__PROBLEM REQUIREMENTS__:
Every line from the one with "to parse config" to the one with "of a number\n\", including those two, is to be copied exactly; all other lines of the entries below are left out.

============

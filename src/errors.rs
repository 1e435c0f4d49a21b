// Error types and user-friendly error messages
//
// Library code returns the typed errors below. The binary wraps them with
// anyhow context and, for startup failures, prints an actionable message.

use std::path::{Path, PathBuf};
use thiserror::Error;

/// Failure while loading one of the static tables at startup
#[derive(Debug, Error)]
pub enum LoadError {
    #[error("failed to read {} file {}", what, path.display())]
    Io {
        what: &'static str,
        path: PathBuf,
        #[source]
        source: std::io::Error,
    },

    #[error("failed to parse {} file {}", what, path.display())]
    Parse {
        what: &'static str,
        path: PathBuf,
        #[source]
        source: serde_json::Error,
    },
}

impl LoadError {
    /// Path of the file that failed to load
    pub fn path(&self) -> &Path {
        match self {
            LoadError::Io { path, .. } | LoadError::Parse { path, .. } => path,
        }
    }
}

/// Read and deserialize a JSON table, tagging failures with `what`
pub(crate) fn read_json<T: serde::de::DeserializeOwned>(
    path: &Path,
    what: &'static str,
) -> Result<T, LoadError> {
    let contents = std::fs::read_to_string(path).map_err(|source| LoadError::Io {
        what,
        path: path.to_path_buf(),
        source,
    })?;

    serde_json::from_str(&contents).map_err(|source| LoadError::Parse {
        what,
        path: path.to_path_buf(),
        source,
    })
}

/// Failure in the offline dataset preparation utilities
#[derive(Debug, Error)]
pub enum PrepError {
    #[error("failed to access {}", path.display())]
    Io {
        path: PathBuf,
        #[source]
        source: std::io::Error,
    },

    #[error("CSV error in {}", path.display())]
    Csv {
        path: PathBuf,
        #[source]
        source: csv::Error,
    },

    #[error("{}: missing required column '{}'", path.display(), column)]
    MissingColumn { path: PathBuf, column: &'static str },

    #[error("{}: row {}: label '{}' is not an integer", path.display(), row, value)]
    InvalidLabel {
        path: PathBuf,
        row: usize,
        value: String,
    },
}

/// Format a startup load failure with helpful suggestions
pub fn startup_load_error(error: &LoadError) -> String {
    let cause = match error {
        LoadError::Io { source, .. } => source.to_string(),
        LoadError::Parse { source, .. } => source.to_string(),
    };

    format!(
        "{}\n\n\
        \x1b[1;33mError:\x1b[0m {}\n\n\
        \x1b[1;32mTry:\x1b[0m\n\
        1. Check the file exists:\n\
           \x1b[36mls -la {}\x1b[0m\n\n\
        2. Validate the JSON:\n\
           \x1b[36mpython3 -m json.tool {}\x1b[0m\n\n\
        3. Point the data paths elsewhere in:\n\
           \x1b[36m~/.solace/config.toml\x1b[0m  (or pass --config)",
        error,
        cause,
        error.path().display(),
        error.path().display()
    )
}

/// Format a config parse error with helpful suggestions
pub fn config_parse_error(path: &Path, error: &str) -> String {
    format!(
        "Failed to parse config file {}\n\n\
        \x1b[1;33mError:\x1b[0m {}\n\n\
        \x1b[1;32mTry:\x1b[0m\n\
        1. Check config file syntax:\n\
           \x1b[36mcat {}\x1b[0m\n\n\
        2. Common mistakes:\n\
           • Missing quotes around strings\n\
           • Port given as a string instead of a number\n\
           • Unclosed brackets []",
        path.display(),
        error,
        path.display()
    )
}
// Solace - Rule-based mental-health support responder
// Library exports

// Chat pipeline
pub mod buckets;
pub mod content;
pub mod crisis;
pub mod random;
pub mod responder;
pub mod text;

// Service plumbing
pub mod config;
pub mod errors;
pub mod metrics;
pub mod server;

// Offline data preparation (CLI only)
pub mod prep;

============

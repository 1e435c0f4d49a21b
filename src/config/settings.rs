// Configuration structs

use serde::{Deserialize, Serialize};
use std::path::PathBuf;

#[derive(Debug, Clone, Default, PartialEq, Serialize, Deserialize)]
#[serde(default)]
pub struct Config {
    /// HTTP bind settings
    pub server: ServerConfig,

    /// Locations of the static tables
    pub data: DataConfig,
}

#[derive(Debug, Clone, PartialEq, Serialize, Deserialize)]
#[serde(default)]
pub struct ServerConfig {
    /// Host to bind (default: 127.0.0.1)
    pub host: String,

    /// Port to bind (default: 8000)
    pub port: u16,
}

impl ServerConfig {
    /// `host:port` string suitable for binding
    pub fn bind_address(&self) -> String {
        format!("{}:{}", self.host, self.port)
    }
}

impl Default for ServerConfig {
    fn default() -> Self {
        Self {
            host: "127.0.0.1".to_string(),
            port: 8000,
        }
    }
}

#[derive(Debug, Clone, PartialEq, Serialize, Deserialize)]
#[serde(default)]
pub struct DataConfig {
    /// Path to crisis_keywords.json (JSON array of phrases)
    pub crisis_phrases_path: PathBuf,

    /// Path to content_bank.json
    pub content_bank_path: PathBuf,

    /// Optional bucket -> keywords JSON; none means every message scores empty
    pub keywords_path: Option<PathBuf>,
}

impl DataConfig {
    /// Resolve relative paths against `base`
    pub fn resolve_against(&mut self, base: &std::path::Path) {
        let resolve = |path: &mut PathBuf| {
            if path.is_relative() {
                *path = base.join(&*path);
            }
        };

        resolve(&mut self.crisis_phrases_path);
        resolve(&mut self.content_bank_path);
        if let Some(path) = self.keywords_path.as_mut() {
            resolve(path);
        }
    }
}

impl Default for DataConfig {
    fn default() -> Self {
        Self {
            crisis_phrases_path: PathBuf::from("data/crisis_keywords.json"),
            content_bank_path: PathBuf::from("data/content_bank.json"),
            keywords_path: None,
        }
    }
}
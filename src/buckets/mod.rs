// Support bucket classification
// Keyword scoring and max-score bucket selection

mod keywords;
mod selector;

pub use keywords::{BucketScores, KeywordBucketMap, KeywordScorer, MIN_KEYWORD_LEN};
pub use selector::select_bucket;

============

__SOLUTION TO THE EXERCISE__:
        "Failed to parse config file {}\n\n\
        \x1b[1;33mError:\x1b[0m {}\n\n\
        \x1b[1;32mTry:\x1b[0m\n\
        1. Check config file syntax:\n\
           \x1b[36mcat {}\x1b[0m\n\n\
        2. Common mistakes:\n\
           • Missing quotes around strings\n\
           • Port given as a string instead of a number\n\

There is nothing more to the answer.